Clinical Trial Details
— Status: Completed
Administrative data
| NCT number |
NCT00701909 |
| Other study ID # |
H2280-32187-01 |
| Secondary ID |
|
| Status |
Completed |
| Phase |
Phase 3
|
| First received |
|
| Last updated |
|
| Start date |
June 2008 |
| Est. completion date |
April 2009 |
Study information
| Verified date |
March 2024 |
| Source |
University of California, San Francisco |
| Contact |
n/a |
| Is FDA regulated |
No |
| Health authority |
|
| Study type |
Interventional
|
Clinical Trial Summary
This is a randomized double-blind study to determine if the administration of a small-dose of
ketamine (an anesthetic)added to morphine (an opioid) contributes to reducing pain intensity
during open wound care procedure (WCP)in patients who have had a traumatic injury and are in
an Intensive Care Unit. Patients will be randomized to receive morphine plus saline (a
placebo) or morphine plus ketamine before the WCP. The second time the patient is scheduled
for WCP (no less than 24 hours), patients will be crossed over to receive the treatment they
did not receive the first time. It is hypothesized that patients who receive the combination
of morphine and ketamine will have better pain control during the procedure than patients who
just receive morphine.
Description:
An open wound care procedure causes pain and sometimes the use of medication such as morphine
alone does not adequately help to alleviate pain during this procedure. This study is being
done to learn if the administration of another medication named ketamine by the vein in
addition to morphine is more effective in alleviating pain during the wound cleansing
procedure than the administration of morphine alone. Patients will be eligible for the study
if they are 21 years and older, have an open surgical or traumatic wound with a duration of
no more than 10 days, had a wound pain intensity score more than 3 in a scale of 0 to 10
where 0 is no pain and 10 is the worst pain imaginable during a previous wound care
procedure, and have an intravenous access.
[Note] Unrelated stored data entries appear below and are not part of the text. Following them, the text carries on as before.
use std::sync::Arc;

use serde::de::DeserializeOwned;
use serde::Serialize;

use crate::api::middleware::TokenSource;
use crate::error::StorageError;
use crate::storage::Storage;
use crate::store::atom::{Atom, SubscriptionId};

/// Write to a persisted atom: a new value, or back to the default with the key removed
#[derive(Debug, Clone, PartialEq)]
pub enum AtomUpdate<T> {
    Set(T),
    Reset,
}

/// Atom mirrored into a storage slot
pub struct PersistedAtom<T> {
    key: String,
    default: T,
    storage: Arc<dyn Storage>,
    atom: Atom<T>,
}

impl<T: Clone> Clone for PersistedAtom<T> {
    fn clone(&self) -> Self {
        Self {
            key: self.key.clone(),
            default: self.default.clone(),
            storage: Arc::clone(&self.storage),
            atom: self.atom.clone(),
        }
    }
}

impl<T> PersistedAtom<T>
where
    T: Serialize + DeserializeOwned + Clone + Send + Sync + 'static,
{
    /// Load the initial value from storage, falling back to `default`
    pub fn new(key: impl Into<String>, default: T, storage: Arc<dyn Storage>) -> Self {
        let key = key.into();
        let initial = match read_slot::<T>(storage.as_ref(), &key) {
            Ok(Some(value)) => value,
            Ok(None) => default.clone(),
            Err(e) => {
                tracing::warn!("Ignoring stored value for '{}': {}", key, e);
                default.clone()
            }
        };

        Self {
            key,
            default,
            storage,
            atom: Atom::new(initial),
        }
    }

    pub fn key(&self) -> &str {
        &self.key
    }

    pub fn get(&self) -> T {
        self.atom.get()
    }

    /// Read the slot straight from storage, bypassing the in-memory mirror
    pub fn read_persisted(&self) -> Result<Option<T>, StorageError> {
        read_slot(self.storage.as_ref(), &self.key)
    }

    pub fn set(&self, value: T) -> Result<(), StorageError> {
        let encoded = serde_json::to_value(&value).map_err(|e| StorageError::Value {
            key: self.key.clone(),
            message: e.to_string(),
        })?;
        self.storage.set_item(&self.key, encoded)?;
        self.atom.set(value);
        Ok(())
    }

    pub fn reset(&self) -> Result<(), StorageError> {
        self.storage.remove_item(&self.key)?;
        self.atom.set(self.default.clone());
        Ok(())
    }

    pub fn apply(&self, update: AtomUpdate<T>) -> Result<(), StorageError> {
        match update {
            AtomUpdate::Set(value) => self.set(value),
            AtomUpdate::Reset => self.reset(),
        }
    }

    pub fn subscribe(&self, listener: impl Fn(&T) + Send + Sync + 'static) -> SubscriptionId {
        self.atom.subscribe(listener)
    }

    pub fn unsubscribe(&self, id: SubscriptionId) -> bool {
        self.atom.unsubscribe(id)
    }
}

fn read_slot<T: DeserializeOwned>(storage: &dyn Storage, key: &str) -> Result<Option<T>, StorageError> {
    match storage.get_item(key)? {
        Some(value) => serde_json::from_value(value)
            .map(Some)
            .map_err(|e| StorageError::Value {
                key: key.to_string(),
                message: e.to_string(),
            }),
        None => Ok(None),
    }
}

impl TokenSource for PersistedAtom<Option<String>> {
    fn access_token(&self) -> Option<String> {
        self.get()
    }
}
A total of 50 patients with these same characteristics are expected to take part in this
study. Patients who agree to take part in this study will, one day, receive receive an
injection via the vein of morphine 0.05 mg per kilogram of their weight (maximum dose of 4
mg) and another of ketamine 0.25 mg per kilogram of their weight prior receiving the wound
care procedure and, on the other day, will receive an injection via the vein of morphine 0.1
mg per kilogram of their weight (maximum dose of 8 mg) and another of saline prior receiving
the wound care procedure. They will not be able to know if they receive ketamine or saline
the first time or second time.
Ketamine is a drug approved by the U.S. Food and Drug Administration (FDA) for anesthesia but
not approved to provide analgesia (relieve pain). However, small doses of ketamine are used
(out of its indications) in the clinical area to provide analgesia, and its analgesic
properties have been studied by many researchers.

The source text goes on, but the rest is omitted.